Con esta detención, ya son cuatro las figuras opositoras arrestadas en cinco días bajo la legislación de seguridad estatal. Entre ellas se incluyen un estudiante que impulsó una campaña digital y dos activistas vinculados a la recaudación de donativos, todos acusados de presunta “sedición”.
Mientras continúan las detenciones, las autoridades anunciaron un retorno controlado de residentes a la única torre que no fue afectada, permitiendo 90 minutos por familia bajo estricta supervisión.
Equipos forenses hallaron cinco restos adicionales entre los escombros, elevando el total a 156 muertos, de los cuales 127 ya están identificados. El incendio, provocado durante trabajos de reacondicionamiento exterior, consumió siete de las ocho torres en solo cuatro horas.
Ante la presión social, el jefe del Ejecutivo, John Lee, anunció la creación de un comité independiente encabezado por un juez para determinar las causas del siniestro y proponer reformas. El organismo analizará fallas en normativas de seguridad, supervisión de obras, calidad de materiales y posibles actos de corrupción.
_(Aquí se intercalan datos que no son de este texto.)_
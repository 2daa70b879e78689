#![doc = include_str!("../README.md")]
#![warn(missing_docs)]

/// Stage entry points for binaries and integration tests.
pub mod apps;
/// Model bundle persistence with manifest-marked completeness.
pub mod bundle;
/// Stage configurations, learning mode, and run-date resolution.
pub mod config;
/// Centralized constants used across paths, bundles, and defaults.
pub mod constants;
/// Dataset/vocabulary row shapes, CSV codecs, and corpus assembly.
pub mod corpus;
/// Token dictionary with deterministic first-seen id assignment.
pub mod dictionary;
/// Model lifecycle manager (the train-stage state machine).
pub mod lifecycle;
/// Online variational LDA capability.
pub mod model;
/// Artifact path conventions and the stage handoff contract.
pub mod paths;
/// Vocabulary & corpus builder stage.
pub mod preprocess;
/// Result publisher stage.
pub mod publish;
/// Result-row assembly and the result table codec.
pub mod results;
/// Artifact store interfaces and backends.
pub mod store;
/// Shared type aliases.
pub mod types;
/// Topic visualization summary artifact.
pub mod viz;
/// Tabular source/sink interfaces and implementations.
pub mod warehouse;

mod errors;

pub use config::{
    Connection, LearningMode, PreprocessConfig, PublishConfig, TrainConfig, TrainingParams,
};
pub use corpus::{Corpus, DatasetRecord};
pub use dictionary::{BowDocument, Dictionary};
pub use errors::PipelineError;
pub use lifecycle::{TrainOutcome, TrainPhase, TrainStage};
pub use model::OnlineLda;
pub use paths::{RunPaths, StageOutput};
pub use preprocess::PreprocessStage;
pub use publish::PublishStage;
pub use results::TopicAssignment;
pub use store::{ArtifactStore, FsArtifactStore, MemoryArtifactStore};
pub use types::{LogicalPath, RecordKey, TableName, Token, TokenId, VersionTag};
pub use viz::TopicVis;
pub use warehouse::{
    CsvRecordSource, CsvResultSink, MemoryRecordSource, MemoryResultSink, RecordSource,
    ResultSink,
};
//! Tabular source and sink interfaces.
//!
//! The warehouse services themselves are external collaborators; only their
//! interfaces live here. `RecordSource` answers the two named queries the
//! builder stage needs, `ResultSink` appends result rows to a named table.
//! File-backed implementations serve the stage binaries, in-memory ones the
//! tests.

use std::collections::HashMap;
use std::fs;
use std::io::Write;
use std::path::PathBuf;
use std::sync::RwLock;

use crate::corpus::{DatasetRecord, parse_dataset, parse_vocabulary};
use crate::errors::PipelineError;
use crate::results::{TopicAssignment, render_table};
use crate::types::{TableName, Token};

/// Source of the two builder queries: the full token vocabulary and the
/// per-record token fields.
pub trait RecordSource: Send + Sync {
    /// All vocabulary tokens, in source row order.
    fn vocabulary(&self) -> Result<Vec<Token>, PipelineError>;
    /// All dataset records, in source row order.
    fn dataset(&self) -> Result<Vec<DatasetRecord>, PipelineError>;
}

/// Append-only destination table for topic assignments.
///
/// Append semantics are deliberate: re-publishing the same artifact appends
/// its rows again; deduplication is the external scheduler's concern.
pub trait ResultSink: Send + Sync {
    /// Append `rows` to `table`, returning the number of rows written.
    fn append(&self, table: &str, rows: &[TopicAssignment]) -> Result<usize, PipelineError>;
}

impl<T: RecordSource + ?Sized> RecordSource for std::sync::Arc<T> {
    fn vocabulary(&self) -> Result<Vec<Token>, PipelineError> {
        (**self).vocabulary()
    }

    fn dataset(&self) -> Result<Vec<DatasetRecord>, PipelineError> {
        (**self).dataset()
    }
}

impl<T: ResultSink + ?Sized> ResultSink for std::sync::Arc<T> {
    fn append(&self, table: &str, rows: &[TopicAssignment]) -> Result<usize, PipelineError> {
        (**self).append(table, rows)
    }
}

/// In-memory source preloaded with query results.
#[derive(Clone, Debug, Default)]
pub struct MemoryRecordSource {
    vocabulary: Vec<Token>,
    dataset: Vec<DatasetRecord>,
}

impl MemoryRecordSource {
    /// Source answering the two queries from fixed data.
    pub fn new(vocabulary: Vec<Token>, dataset: Vec<DatasetRecord>) -> Self {
        Self {
            vocabulary,
            dataset,
        }
    }
}

impl RecordSource for MemoryRecordSource {
    fn vocabulary(&self) -> Result<Vec<Token>, PipelineError> {
        Ok(self.vocabulary.clone())
    }

    fn dataset(&self) -> Result<Vec<DatasetRecord>, PipelineError> {
        Ok(self.dataset.clone())
    }
}

/// Source reading both queries from local CSV exports.
pub struct CsvRecordSource {
    vocabulary_path: PathBuf,
    dataset_path: PathBuf,
}

impl CsvRecordSource {
    /// Source backed by a one-column vocabulary CSV and an `id,fields...`
    /// dataset CSV.
    pub fn new(vocabulary_path: impl Into<PathBuf>, dataset_path: impl Into<PathBuf>) -> Self {
        Self {
            vocabulary_path: vocabulary_path.into(),
            dataset_path: dataset_path.into(),
        }
    }
}

impl RecordSource for CsvRecordSource {
    fn vocabulary(&self) -> Result<Vec<Token>, PipelineError> {
        let bytes = fs::read(&self.vocabulary_path).map_err(|err| PipelineError::Source {
            query: self.vocabulary_path.display().to_string(),
            reason: err.to_string(),
        })?;
        parse_vocabulary(&bytes)
    }

    fn dataset(&self) -> Result<Vec<DatasetRecord>, PipelineError> {
        let bytes = fs::read(&self.dataset_path).map_err(|err| PipelineError::Source {
            query: self.dataset_path.display().to_string(),
            reason: err.to_string(),
        })?;
        parse_dataset(&bytes)
    }
}

/// In-memory sink collecting appended rows per table.
#[derive(Default)]
pub struct MemoryResultSink {
    tables: RwLock<HashMap<TableName, Vec<TopicAssignment>>>,
}

impl MemoryResultSink {
    /// Empty sink.
    pub fn new() -> Self {
        Self::default()
    }

    /// Rows appended to `table` so far, in append order.
    pub fn rows(&self, table: &str) -> Vec<TopicAssignment> {
        self.tables
            .read()
            .expect("result sink poisoned")
            .get(table)
            .cloned()
            .unwrap_or_default()
    }
}

impl ResultSink for MemoryResultSink {
    fn append(&self, table: &str, rows: &[TopicAssignment]) -> Result<usize, PipelineError> {
        let mut tables = self.tables.write().expect("result sink poisoned");
        tables
            .entry(table.to_string())
            .or_default()
            .extend(rows.iter().cloned());
        Ok(rows.len())
    }
}

/// Sink appending rows to one CSV file per table under a directory.
pub struct CsvResultSink {
    dir: PathBuf,
}

impl CsvResultSink {
    /// Sink writing `<dir>/<table>.csv` files.
    pub fn new(dir: impl Into<PathBuf>) -> Self {
        Self { dir: dir.into() }
    }
}

impl ResultSink for CsvResultSink {
    fn append(&self, table: &str, rows: &[TopicAssignment]) -> Result<usize, PipelineError> {
        let sink_err = |reason: String| PipelineError::Sink {
            table: table.to_string(),
            reason,
        };
        fs::create_dir_all(&self.dir).map_err(|err| sink_err(err.to_string()))?;
        let rendered = render_table(rows)?;
        let path = self.dir.join(format!("{table}.csv"));
        let mut file = fs::OpenOptions::new()
            .create(true)
            .append(true)
            .open(&path)
            .map_err(|err| sink_err(err.to_string()))?;
        file.write_all(rendered.as_bytes())
            .map_err(|err| sink_err(err.to_string()))?;
        Ok(rows.len())
    }
}

#[cfg(test)]
mod tests {
    use super::*;
    use chrono::NaiveDate;
    use tempfile::tempdir;

    fn row(id: &str) -> TopicAssignment {
        TopicAssignment {
            date: NaiveDate::from_ymd_opt(2026, 8, 4).unwrap(),
            id: id.to_string(),
            fields: vec!["alpha".to_string()],
            topics: vec![1.0],
            execution_time: "2026-08-05 09:00:00".to_string(),
            pipeline_version: "v1".to_string(),
        }
    }

    #[test]
    fn memory_sink_appends_without_deduplication() {
        let sink = MemoryResultSink::new();
        sink.append("TOPIC_TRY", &[row("1")]).unwrap();
        sink.append("TOPIC_TRY", &[row("1")]).unwrap();
        assert_eq!(sink.rows("TOPIC_TRY").len(), 2);
    }

    #[test]
    fn csv_sink_appends_across_calls() {
        let dir = tempdir().unwrap();
        let sink = CsvResultSink::new(dir.path());
        sink.append("TOPIC_TRY", &[row("1")]).unwrap();
        sink.append("TOPIC_TRY", &[row("2")]).unwrap();
        let contents = fs::read_to_string(dir.path().join("TOPIC_TRY.csv")).unwrap();
        assert_eq!(contents.lines().count(), 2);
    }

    #[test]
    fn csv_source_reads_both_queries() {
        let dir = tempdir().unwrap();
        let vocab = dir.path().join("vocab.csv");
        let dataset = dir.path().join("dataset.csv");
        fs::write(&vocab, "alpha\nbeta\n").unwrap();
        fs::write(&dataset, "1,alpha,beta\n").unwrap();

        let source = CsvRecordSource::new(&vocab, &dataset);
        assert_eq!(source.vocabulary().unwrap(), vec!["alpha", "beta"]);
        assert_eq!(
            source.dataset().unwrap(),
            vec![DatasetRecord {
                id: "1".to_string(),
                fields: vec!["alpha".to_string(), "beta".to_string()],
            }]
        );
    }

    #[test]
    fn missing_source_file_is_a_source_error() {
        let source = CsvRecordSource::new("/nonexistent/vocab.csv", "/nonexistent/data.csv");
        assert!(matches!(
            source.vocabulary().unwrap_err(),
            PipelineError::Source { .. }
        ));
    }
}
impl OnlineLda {
    /// Fit a fresh model over `docs` encoded against `dictionary`.
    pub fn fit(
        dictionary: &Dictionary,
        docs: &[BowDocument],
        params: TrainingParams,
        seed: u64,
        pool: &ThreadPool,
    ) -> Self {
        let vocab = dictionary.tokens();
        let num_topics = params.num_topics;
        let mut rng = StdRng::seed_from_u64(seed);
        let mut lambda = vec![0.0; num_topics * vocab.len()];
        for value in lambda.iter_mut() {
            // Jitter around 1.0 breaks topic symmetry deterministically.
            *value = 1.0 + rng.random::<f64>();
        }
        let prior = 1.0 / num_topics as f64;
        let mut model = Self {
            num_topics,
            vocab,
            lambda,
            state: ModelState {
                alpha: prior,
                eta: prior,
                decay: consts::DECAY,
                offset: consts::OFFSET,
                chunk_size: params.chunk_size,
                num_passes: params.num_passes,
                updates: 0,
                seed,
            },
        };
        model.train(docs, pool);
        model
    }

    /// Reassemble a model from persisted parts.
    pub fn from_saved(
        state: ModelState,
        num_topics: usize,
        vocab: Vec<Token>,
        lambda: Vec<f64>,
    ) -> Result<Self, PipelineError> {
        if lambda.len() != num_topics * vocab.len() {
            return Err(PipelineError::Schema(format!(
                "topic-word matrix has {} entries, expected {} topics x {} tokens",
                lambda.len(),
                num_topics,
                vocab.len()
            )));
        }
        Ok(Self {
            num_topics,
            vocab,
            lambda,
            state,
        })
    }

    /// Incorporate `docs` (encoded against this model's own vocabulary) via
    /// further online updates. Topic count and vocabulary never change.
    pub fn update(&mut self, docs: &[BowDocument], pool: &ThreadPool) {
        self.train(docs, pool);
    }

    /// Topic distribution for one document with a zero minimum-probability
    /// floor: all `K` slots are explicit, even near zero.
    pub fn infer(&self, doc: &BowDocument) -> Vec<f64> {
        let exp_elogbeta = self.exp_expected_log_beta();
        let (gamma, _) = self.doc_e_step(doc, &exp_elogbeta);
        normalize(gamma)
    }

    /// Topic distributions for every document, in document order.
    pub fn infer_all(&self, docs: &[BowDocument], pool: &ThreadPool) -> Vec<Vec<f64>> {
        let exp_elogbeta = self.exp_expected_log_beta();
        pool.install(|| {
            docs.par_iter()
                .map(|doc| normalize(self.doc_e_step(doc, &exp_elogbeta).0))
                .collect()
        })
    }

    /// Topic count `K`.
    pub fn num_topics(&self) -> usize {
        self.num_topics
    }

    /// The vocabulary this model was trained against, in id order.
    ///
    /// Authoritative for `update` runs; the current run's freshly observed
    /// vocabulary never replaces it.
    pub fn vocab(&self) -> &[Token] {
        &self.vocab
    }

    /// Persisted scalar state.
    pub fn state(&self) -> ModelState {
        self.state
    }

    /// Raw topic-word weights, row-major.
    pub fn lambda(&self) -> &[f64] {
        &self.lambda
    }

    /// Expected log topic-word probabilities (the auxiliary bundle array).
    pub fn expected_log_beta(&self) -> Vec<f64> {
        let vocab_size = self.vocab.len();
        let mut out = vec![0.0; self.lambda.len()];
        if vocab_size == 0 {
            return out;
        }
        for topic in 0..self.num_topics {
            let row = &self.lambda[topic * vocab_size..(topic + 1) * vocab_size];
            let psi_total = digamma(row.iter().sum());
            for (idx, &value) in row.iter().enumerate() {
                out[topic * vocab_size + idx] = digamma(value) - psi_total;
            }
        }
        out
    }

    /// Top `limit` terms of one topic as `(token id, probability)` pairs,
    /// heaviest first, ties broken by id for stable output.
    pub fn topic_terms(&self, topic: usize, limit: usize) -> Vec<(TokenId, f64)> {
        let vocab_size = self.vocab.len();
        if vocab_size == 0 || topic >= self.num_topics {
            return Vec::new();
        }
        let row = &self.lambda[topic * vocab_size..(topic + 1) * vocab_size];
        let total: f64 = row.iter().sum();
        let mut weighted: Vec<(TokenId, f64)> = row
            .iter()
            .enumerate()
            .map(|(idx, &value)| (idx as TokenId, value / total))
            .collect();
        weighted.sort_by(|a, b| b.1.partial_cmp(&a.1).unwrap_or(std::cmp::Ordering::Equal)
            .then_with(|| a.0.cmp(&b.0)));
        weighted.truncate(limit);
        weighted
    }

    fn train(&mut self, docs: &[BowDocument], pool: &ThreadPool) {
        if docs.is_empty() || self.vocab.is_empty() {
            return;
        }
        let total_docs = docs.len();
        for _ in 0..self.state.num_passes {
            for chunk in docs.chunks(self.state.chunk_size) {
                let sstats = self.e_step(chunk, pool);
                self.m_step(&sstats, chunk.len(), total_docs);
            }
        }
    }

    /// Batch E-step: per-document variational inference on the worker pool,
    /// accumulated into sufficient statistics in document order.
    fn e_step(&self, docs: &[BowDocument], pool: &ThreadPool) -> Vec<f64> {
        let vocab_size = self.vocab.len();
        let exp_elogbeta = self.exp_expected_log_beta();
        let per_doc: Vec<(Vec<f64>, Vec<(usize, Vec<f64>)>)> = pool.install(|| {
            docs.par_iter()
                .map(|doc| self.doc_e_step(doc, &exp_elogbeta))
                .collect()
        });
        let mut sstats = vec![0.0; self.num_topics * vocab_size];
        for (_, contributions) in per_doc {
            for (word, per_topic) in contributions {
                for (topic, value) in per_topic.iter().enumerate() {
                    sstats[topic * vocab_size + word] += value;
                }
            }
        }
        sstats
    }

    /// Variational inference for one document.
    ///
    /// Returns the document's gamma vector and, per word, its per-topic
    /// expected count contribution.
    fn doc_e_step(
        &self,
        doc: &BowDocument,
        exp_elogbeta: &[f64],
    ) -> (Vec<f64>, Vec<(usize, Vec<f64>)>) {
        let k = self.num_topics;
        let vocab_size = self.vocab.len();
        let ids: Vec<usize> = doc.iter().map(|(id, _)| *id as usize).collect();
        let counts: Vec<f64> = doc.iter().map(|(_, count)| f64::from(*count)).collect();

        let mut gamma = vec![1.0; k];
        let mut exp_elogtheta = exp_dirichlet_expectation(&gamma);
        let mut phinorm = vec![0.0; ids.len()];

        for _ in 0..consts::MAX_GAMMA_ITERATIONS {
            fill_phinorm(&mut phinorm, &ids, &exp_elogtheta, exp_elogbeta, vocab_size);
            let last_gamma = gamma.clone();
            for topic in 0..k {
                let mut dot = 0.0;
                for (w_idx, &word) in ids.iter().enumerate() {
                    dot += counts[w_idx] * exp_elogbeta[topic * vocab_size + word]
                        / phinorm[w_idx];
                }
                gamma[topic] = self.state.alpha + exp_elogtheta[topic] * dot;
            }
            exp_elogtheta = exp_dirichlet_expectation(&gamma);
            let mean_change: f64 = gamma
                .iter()
                .zip(&last_gamma)
                .map(|(current, last)| (current - last).abs())
                .sum::<f64>()
                / k as f64;
            if mean_change < consts::GAMMA_CONVERGENCE {
                break;
            }
        }

        // Final normalizers must match the final theta expectation.
        fill_phinorm(&mut phinorm, &ids, &exp_elogtheta, exp_elogbeta, vocab_size);
        let mut contributions = Vec::with_capacity(ids.len());
        for (w_idx, &word) in ids.iter().enumerate() {
            let mut per_topic = vec![0.0; k];
            for (topic, slot) in per_topic.iter_mut().enumerate() {
                *slot = counts[w_idx] * exp_elogtheta[topic]
                    * exp_elogbeta[topic * vocab_size + word]
                    / phinorm[w_idx];
            }
            contributions.push((word, per_topic));
        }
        (gamma, contributions)
    }

    /// Blend batch sufficient statistics into the weight matrix.
    fn m_step(&mut self, sstats: &[f64], batch_len: usize, total_docs: usize) {
        if batch_len == 0 {
            return;
        }
        let rho = (self.state.offset + self.state.updates as f64).powf(-self.state.decay);
        let scale = total_docs as f64 / batch_len as f64;
        let eta = self.state.eta;
        for (value, stat) in self.lambda.iter_mut().zip(sstats) {
            let hat = eta + scale * stat;
            *value = (1.0 - rho) * *value + rho * hat;
        }
        self.state.updates += 1;
    }

    fn exp_expected_log_beta(&self) -> Vec<f64> {
        self.expected_log_beta()
            .into_iter()
            .map(f64::exp)
            .collect()
    }
}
Las autoridades también revelaron que parte de las mallas y materiales utilizados no cumplían estándares de resistencia al fuego, lo que aceleró la propagación del incendio. Hasta ahora, 13 personas vinculadas a la empresa contratista han sido detenidas.
El gobierno advirtió que no permitirá que la tragedia sea “politizada” mientras continúan las labores de apoyo a los afectados.